If you have a disability and have ever experienced what you consider unfair treatment at your California job, you may have avoided speaking up, possibly because you were unsure whether your treatment constituted discrimination or because you feared losing your job. Disability discrimination is an umbrella term for a broad number of related behaviors, all of which involve your employer or someone else at your place of business treating you differently because of your disability.

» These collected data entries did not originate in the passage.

pub mod pool_risk;
pub mod risk_config;

pub use pool_risk::*;
pub use risk_config::*;
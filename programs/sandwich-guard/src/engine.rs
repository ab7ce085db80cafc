use crate::state::{PoolRiskState, RiskFeeConfig};

/// Risk scores live in an 8-bit range shared with the tier thresholds
pub const SCORE_MAX: u8 = u8::MAX;

/// Stateless risk scoring and fee tiering
///
/// Reads a pool's risk record plus the proposed trade and produces a
/// fee in basis points. Nothing here mutates state, so the host may
/// call it speculatively for quotes.
pub struct RiskFeeEngine;

impl RiskFeeEngine {
    /// Trade size as a multiple of the pool's trailing average.
    ///
    /// Integer division: a trade smaller than the average contributes
    /// zero. The trailing average is floored at the configured minimum
    /// by the state update rules, so the denominator is never zero.
    pub fn relative_size(trade_size: u64, trailing_avg_size: u64) -> u64 {
        trade_size / trailing_avg_size.max(1)
    }

    /// Weighted anomaly score for a proposed trade.
    ///
    /// Accumulated in u128 and clamped into the 8-bit score range,
    /// never wrapped; oversized inputs saturate at the top tier.
    pub fn risk_score(state: &PoolRiskState, current_price: u64, trade_size: u64) -> u8 {
        let config = &state.config;

        let relative_size = Self::relative_size(trade_size, state.trailing_avg_size);
        let delta_price = current_price.abs_diff(state.last_price) / config.price_scale.max(1);

        let score = (config.weight_size as u128) * (relative_size as u128)
            + (config.weight_price as u128) * (delta_price as u128)
            + (config.weight_spike as u128) * (state.consecutive_spike_count as u128);

        score.min(SCORE_MAX as u128) as u8
    }

    /// Map a score onto the configured fee tiers.
    ///
    /// Boundaries are half-open on the low end: a score exactly equal
    /// to a threshold takes the higher tier.
    pub fn fee_for_score(config: &RiskFeeConfig, score: u8) -> u16 {
        if score < config.threshold_low {
            config.low_fee_bps
        } else if score < config.threshold_high {
            config.medium_fee_bps
        } else {
            config.high_fee_bps
        }
    }

    /// Fee in basis points for a proposed trade. Read-only.
    pub fn evaluate(state: &PoolRiskState, current_price: u64, trade_size: u64) -> u16 {
        let score = Self::risk_score(state, current_price, trade_size);
        Self::fee_for_score(&state.config, score)
    }
}
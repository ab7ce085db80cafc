use borsh::{BorshDeserialize, BorshSerialize};
use solana_program::program_error::ProgramError;

use crate::error::SandwichGuardError;

/// Fee ceiling in basis points (100%)
pub const MAX_FEE_BPS: u16 = 10_000;

pub const DEFAULT_LOW_FEE_BPS: u16 = 5;
pub const DEFAULT_MEDIUM_FEE_BPS: u16 = 20;
pub const DEFAULT_HIGH_FEE_BPS: u16 = 60;
pub const DEFAULT_THRESHOLD_LOW: u8 = 50;
pub const DEFAULT_THRESHOLD_HIGH: u8 = 150;
pub const DEFAULT_WEIGHT_SIZE: u16 = 50;
pub const DEFAULT_WEIGHT_PRICE: u16 = 30;
pub const DEFAULT_WEIGHT_SPIKE: u16 = 20;
pub const DEFAULT_SPIKE_MULTIPLE: u16 = 5;
pub const DEFAULT_AVG_FLOOR: u64 = 1;
pub const DEFAULT_PRICE_SCALE: u64 = 1;

/// Per-pool fee and scoring tunables
///
/// Lives inside the pool's risk account and is only ever replaced as a
/// whole after `validate()` passes, so readers observe either the full
/// old configuration or the full new one.
#[derive(BorshSerialize, BorshDeserialize, Debug, Clone, PartialEq)]
pub struct RiskFeeConfig {
    /// Fee charged below the low risk threshold (basis points)
    pub low_fee_bps: u16,

    /// Fee charged between the two thresholds (basis points)
    pub medium_fee_bps: u16,

    /// Fee charged at or above the high threshold (basis points)
    pub high_fee_bps: u16,

    /// Score at which the medium tier starts (inclusive)
    pub threshold_low: u8,

    /// Score at which the high tier starts (inclusive)
    pub threshold_high: u8,

    /// Weight applied to the trade size / trailing average ratio
    pub weight_size: u16,

    /// Weight applied to the scaled price delta
    pub weight_price: u16,

    /// Weight applied to the consecutive spike counter
    pub weight_spike: u16,

    /// A settled trade larger than this multiple of the trailing
    /// average counts as a spike
    pub spike_multiple: u16,

    /// Lower bound for the trailing average; must stay >= 1 so the
    /// relative-size division is always defined
    pub avg_floor: u64,

    /// Divisor applied to the raw price delta before weighting.
    /// Hosts with high-magnitude price units (e.g. sqrt-price Q64
    /// representations) set this to bring the delta into the same
    /// scale as the dimensionless size ratio.
    pub price_scale: u64,
}

impl Default for RiskFeeConfig {
    fn default() -> Self {
        Self {
            low_fee_bps: DEFAULT_LOW_FEE_BPS,
            medium_fee_bps: DEFAULT_MEDIUM_FEE_BPS,
            high_fee_bps: DEFAULT_HIGH_FEE_BPS,
            threshold_low: DEFAULT_THRESHOLD_LOW,
            threshold_high: DEFAULT_THRESHOLD_HIGH,
            weight_size: DEFAULT_WEIGHT_SIZE,
            weight_price: DEFAULT_WEIGHT_PRICE,
            weight_spike: DEFAULT_WEIGHT_SPIKE,
            spike_multiple: DEFAULT_SPIKE_MULTIPLE,
            avg_floor: DEFAULT_AVG_FLOOR,
            price_scale: DEFAULT_PRICE_SCALE,
        }
    }
}

impl RiskFeeConfig {
    pub const LEN: usize = 2 + // low_fee_bps
        2 + // medium_fee_bps
        2 + // high_fee_bps
        1 + // threshold_low
        1 + // threshold_high
        2 + // weight_size
        2 + // weight_price
        2 + // weight_spike
        2 + // spike_multiple
        8 + // avg_floor
        8; // price_scale

    /// Candidate configuration with the fee tiers and thresholds
    /// replaced. The caller validates before persisting.
    pub fn with_fee_tiers(
        &self,
        low_fee_bps: u16,
        medium_fee_bps: u16,
        high_fee_bps: u16,
        threshold_low: u8,
        threshold_high: u8,
    ) -> Self {
        Self {
            low_fee_bps,
            medium_fee_bps,
            high_fee_bps,
            threshold_low,
            threshold_high,
            ..self.clone()
        }
    }

    /// Validate configuration invariants
    pub fn validate(&self) -> Result<(), ProgramError> {
        if self.high_fee_bps > MAX_FEE_BPS {
            return Err(SandwichGuardError::FeeOutOfRange.into());
        }

        if self.low_fee_bps >= self.medium_fee_bps || self.medium_fee_bps >= self.high_fee_bps {
            return Err(SandwichGuardError::InvalidFeeTiers.into());
        }

        if self.threshold_low >= self.threshold_high {
            return Err(SandwichGuardError::InvalidThresholds.into());
        }

        if self.avg_floor == 0 || self.price_scale == 0 || self.spike_multiple == 0 {
            return Err(SandwichGuardError::InvalidScalingParameter.into());
        }

        Ok(())
    }
}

According to WorkplaceFairness.org, you might be a victim of workplace disability discrimination before a company even hires you if a potential employer asks you questions about your medical condition, whether current or past. Once hired, you might be a victim of this type of behavior if you have a disability and your employer discriminates against you and treats you differently with regard to hiring, assignments, salary, benefits or promotions, among other areas.
You may, too, be a victim of disability discrimination if your employer fails to accommodate a reasonable request you make in relation to your disability. For example, if you are a severe diabetic and someone who requires regular injections, your employer must respect your request for injection breaks when necessary. Please note, however, that disability discrimination only occurs if your employer is aware of your disability and fails to accommodate it. Similarly, if you want your employer to make a reasonable accommodation for you on account of your disability, you must request it. Otherwise, your employer, in most cases, does not have a duty to do so.
While this information about disability discrimination is educational in nature, it is not a substitute for legal advice.